Word for word, transcribe every line below.

------ EXCERPTED RECORDS ------

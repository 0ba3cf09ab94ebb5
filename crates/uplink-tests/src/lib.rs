//! Integration test helpers: a client session and a relay session wired
//! back-to-back over the in-process transport, with pump tasks standing in
//! for the byte-stream layer's delivery threads.

use std::sync::{Arc, Once};
use std::sync::atomic::{AtomicBool, Ordering};
use std::time::Duration;

use libuplink::{
    AccountTableAuthenticator, AuthDecision, Authenticator, ClientSession,
    ClientSessionParameters, InProcessTransport, MessageTransport, RelaySession, SessionEvent,
    SessionRegistry, TransportError,
};
use tokio::sync::mpsc;
use uplink_protocol::{Credentials, MessageBlock};

static INIT_TRACING: Once = Once::new();

/// Installs a fmt subscriber once per test binary; `RUST_LOG` selects the
/// verbosity when a test needs the session traces.
fn init_tracing() {
    INIT_TRACING.call_once(|| {
        tracing_subscriber::fmt()
            .with_env_filter(
                tracing_subscriber::EnvFilter::try_from_default_env()
                    .unwrap_or_else(|_| "libuplink=warn".into()),
            )
            .with_test_writer()
            .init();
    });
}

pub const TEST_ACCOUNT: &str = "alice";
pub const TEST_SECRET: &str = "s3cret";

pub fn credentials(account: &str, secret: &str) -> Credentials {
    Credentials {
        account_name: account.to_string(),
        secret: secret.to_string(),
    }
}

pub fn default_authenticator() -> Arc<AccountTableAuthenticator> {
    Arc::new(AccountTableAuthenticator::new().with_account(TEST_ACCOUNT, TEST_SECRET))
}

/// Accepts any credentials; used by the concurrency stress tests.
pub struct AcceptAllAuthenticator;

impl Authenticator for AcceptAllAuthenticator {
    fn verify(&self, _credentials: &Credentials) -> AuthDecision {
        AuthDecision::Accepted
    }
}

/// Transport decorator that can be switched into a failing mode, simulating
/// a broken connection underneath an established session.
pub struct BreakableTransport {
    inner: InProcessTransport,
    broken: AtomicBool,
}

impl BreakableTransport {
    pub fn new(inner: InProcessTransport) -> Arc<Self> {
        Arc::new(Self {
            inner,
            broken: AtomicBool::new(false),
        })
    }

    pub fn break_writes(&self) {
        self.broken.store(true, Ordering::SeqCst);
    }
}

impl MessageTransport for BreakableTransport {
    fn send_block(&self, block: MessageBlock) -> Result<(), TransportError> {
        if self.broken.load(Ordering::SeqCst) {
            return Err(TransportError::Failed("simulated write failure".to_string()));
        }
        self.inner.send_block(block)
    }

    fn close_outgoing(&self) {
        self.inner.close_outgoing();
    }
}

/// A connected client/relay pair with running delivery pumps.
pub struct SessionPair {
    pub client: Arc<ClientSession>,
    pub relay: Arc<RelaySession>,
    pub client_events: mpsc::UnboundedReceiver<SessionEvent>,
    pub relay_events: mpsc::UnboundedReceiver<SessionEvent>,
    pub registry: Arc<SessionRegistry>,
    /// Client-side transport handle, kept so tests can break it.
    pub client_transport: Arc<BreakableTransport>,
}

pub fn default_client_parameters() -> ClientSessionParameters {
    ClientSessionParameters::new(credentials(TEST_ACCOUNT, TEST_SECRET))
}

/// Wires a fresh client and relay session over an in-process transport pair
/// and spawns one pump task per direction. The handshake is not started.
pub fn connect_pair(
    registry: &Arc<SessionRegistry>,
    authenticator: Arc<dyn Authenticator>,
    parameters: ClientSessionParameters,
) -> SessionPair {
    init_tracing();
    let (client_side, mut client_inbound, relay_side, mut relay_inbound) =
        InProcessTransport::pair();
    let client_transport = BreakableTransport::new(client_side);

    let (client_events_tx, client_events) = mpsc::unbounded_channel();
    let client = ClientSession::new(
        client_transport.clone() as Arc<dyn MessageTransport>,
        parameters,
        client_events_tx,
    );

    let (relay_events_tx, relay_events) = mpsc::unbounded_channel();
    let relay = RelaySession::accept(
        Arc::new(relay_side),
        Arc::clone(registry),
        authenticator,
        relay_events_tx,
    );

    let pump_client = Arc::clone(&client);
    tokio::spawn(async move {
        while let Some(block) = client_inbound.recv().await {
            pump_client.handle_block(block);
        }
        pump_client.handle_transport_closed();
    });

    let pump_relay = Arc::clone(&relay);
    tokio::spawn(async move {
        while let Some(block) = relay_inbound.recv().await {
            pump_relay.handle_block(block);
        }
        pump_relay.handle_transport_closed();
    });

    SessionPair {
        client,
        relay,
        client_events,
        relay_events,
        registry: Arc::clone(registry),
        client_transport,
    }
}

/// Polls `condition` until it holds, panicking after a generous bound so a
/// wedged session fails the test instead of hanging it.
pub async fn wait_until(what: &str, mut condition: impl FnMut() -> bool) {
    for _ in 0..400 {
        if condition() {
            return;
        }
        tokio::time::sleep(Duration::from_millis(5)).await;
    }
    panic!("timed out waiting for {what}");
}

/// Receives the next session event, bounded.
pub async fn next_event(events: &mut mpsc::UnboundedReceiver<SessionEvent>) -> SessionEvent {
    tokio::time::timeout(Duration::from_secs(2), events.recv())
        .await
        .expect("timed out waiting for a session event")
        .expect("event channel closed")
}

------

RESULT OF THE TASK:
repository 0ba3cf09ab94ebb5
filename crates/uplink-tests/src/lib.rs
//! Integration test helpers: a client session and a relay session wired
//! back-to-back over the in-process transport, with pump tasks standing in
//! for the byte-stream layer's delivery threads.

use std::sync::{Arc, Once};
use std::sync::atomic::{AtomicBool, Ordering};
use std::time::Duration;

use libuplink::{
    AccountTableAuthenticator, AuthDecision, Authenticator, ClientSession,
    ClientSessionParameters, InProcessTransport, MessageTransport, RelaySession, SessionEvent,
    SessionRegistry, TransportError,
};
use tokio::sync::mpsc;
use uplink_protocol::{Credentials, MessageBlock};

static INIT_TRACING: Once = Once::new();

/// Installs a fmt subscriber once per test binary; `RUST_LOG` selects the
/// verbosity when a test needs the session traces.
fn init_tracing() {
    INIT_TRACING.call_once(|| {
        tracing_subscriber::fmt()
            .with_env_filter(
                tracing_subscriber::EnvFilter::try_from_default_env()
                    .unwrap_or_else(|_| "libuplink=warn".into()),
            )
            .with_test_writer()
            .init();
    });
}

pub const TEST_ACCOUNT: &str = "alice";
pub const TEST_SECRET: &str = "s3cret";

pub fn credentials(account: &str, secret: &str) -> Credentials {
    Credentials {
        account_name: account.to_string(),
        secret: secret.to_string(),
    }
}

pub fn default_authenticator() -> Arc<AccountTableAuthenticator> {
    Arc::new(AccountTableAuthenticator::new().with_account(TEST_ACCOUNT, TEST_SECRET))
}

/// Accepts any credentials; used by the concurrency stress tests.
pub struct AcceptAllAuthenticator;

impl Authenticator for AcceptAllAuthenticator {
    fn verify(&self, _credentials: &Credentials) -> AuthDecision {
        AuthDecision::Accepted
    }
}

/// Transport decorator that can be switched into a failing mode, simulating
/// a broken connection underneath an established session.
pub struct BreakableTransport {
    inner: InProcessTransport,
    broken: AtomicBool,
}

impl BreakableTransport {
    pub fn new(inner: InProcessTransport) -> Arc<Self> {
        Arc::new(Self {
            inner,
            broken: AtomicBool::new(false),
        })
    }

    pub fn break_writes(&self) {
        self.broken.store(true, Ordering::SeqCst);
    }
}

impl MessageTransport for BreakableTransport {
    fn send_block(&self, block: MessageBlock) -> Result<(), TransportError> {
        if self.broken.load(Ordering::SeqCst) {
            return Err(TransportError::Failed("simulated write failure".to_string()));
        }
        self.inner.send_block(block)
    }

    fn close_outgoing(&self) {
        self.inner.close_outgoing();
    }
}

/// A connected client/relay pair with running delivery pumps.
pub struct SessionPair {
    pub client: Arc<ClientSession>,
    pub relay: Arc<RelaySession>,
    pub client_events: mpsc::UnboundedReceiver<SessionEvent>,
    pub relay_events: mpsc::UnboundedReceiver<SessionEvent>,
    pub registry: Arc<SessionRegistry>,
    /// Client-side transport handle, kept so tests can break it.
    pub client_transport: Arc<BreakableTransport>,
}

pub fn default_client_parameters() -> ClientSessionParameters {
    ClientSessionParameters::new(credentials(TEST_ACCOUNT, TEST_SECRET))
}

/// Wires a fresh client and relay session over an in-process transport pair
/// and spawns one pump task per direction. The handshake is not started.
pub fn connect_pair(
    registry: &Arc<SessionRegistry>,
    authenticator: Arc<dyn Authenticator>,
    parameters: ClientSessionParameters,
) -> SessionPair {
    init_tracing();
    let (client_side, mut client_inbound, relay_side, mut relay_inbound) =
        InProcessTransport::pair();
    let client_transport = BreakableTransport::new(client_side);

    let (client_events_tx, client_events) = mpsc::unbounded_channel();
    let client = ClientSession::new(
        client_transport.clone() as Arc<dyn MessageTransport>,
        parameters,
        client_events_tx,
    );

    let (relay_events_tx, relay_events) = mpsc::unbounded_channel();
    let relay = RelaySession::accept(
        Arc::new(relay_side),
        Arc::clone(registry),
        authenticator,
        relay_events_tx,
    );

    let pump_client = Arc::clone(&client);
    tokio::spawn(async move {
        while let Some(block) = client_inbound.recv().await {
            pump_client.handle_block(block);
        }
        pump_client.handle_transport_closed();
    });

    let pump_relay = Arc::clone(&relay);
    tokio::spawn(async move {
        while let Some(block) = relay_inbound.recv().await {
            pump_relay.handle_block(block);
        }
        pump_relay.handle_transport_closed();
    });

    SessionPair {
        client,
        relay,
        client_events,
        relay_events,
        registry: Arc::clone(registry),
        client_transport,
    }
}

/// Polls `condition` until it holds, panicking after a generous bound so a
/// wedged session fails the test instead of hanging it.
pub async fn wait_until(what: &str, mut condition: impl FnMut() -> bool) {
    for _ in 0..400 {
        if condition() {
            return;
        }
        tokio::time::sleep(Duration::from_millis(5)).await;
    }
    panic!("timed out waiting for {what}");
}

/// Receives the next session event, bounded.
pub async fn next_event(events: &mut mpsc::UnboundedReceiver<SessionEvent>) -> SessionEvent {
    tokio::time::timeout(Duration::from_secs(2), events.recv())
        .await
        .expect("timed out waiting for a session event")
        .expect("event channel closed")
}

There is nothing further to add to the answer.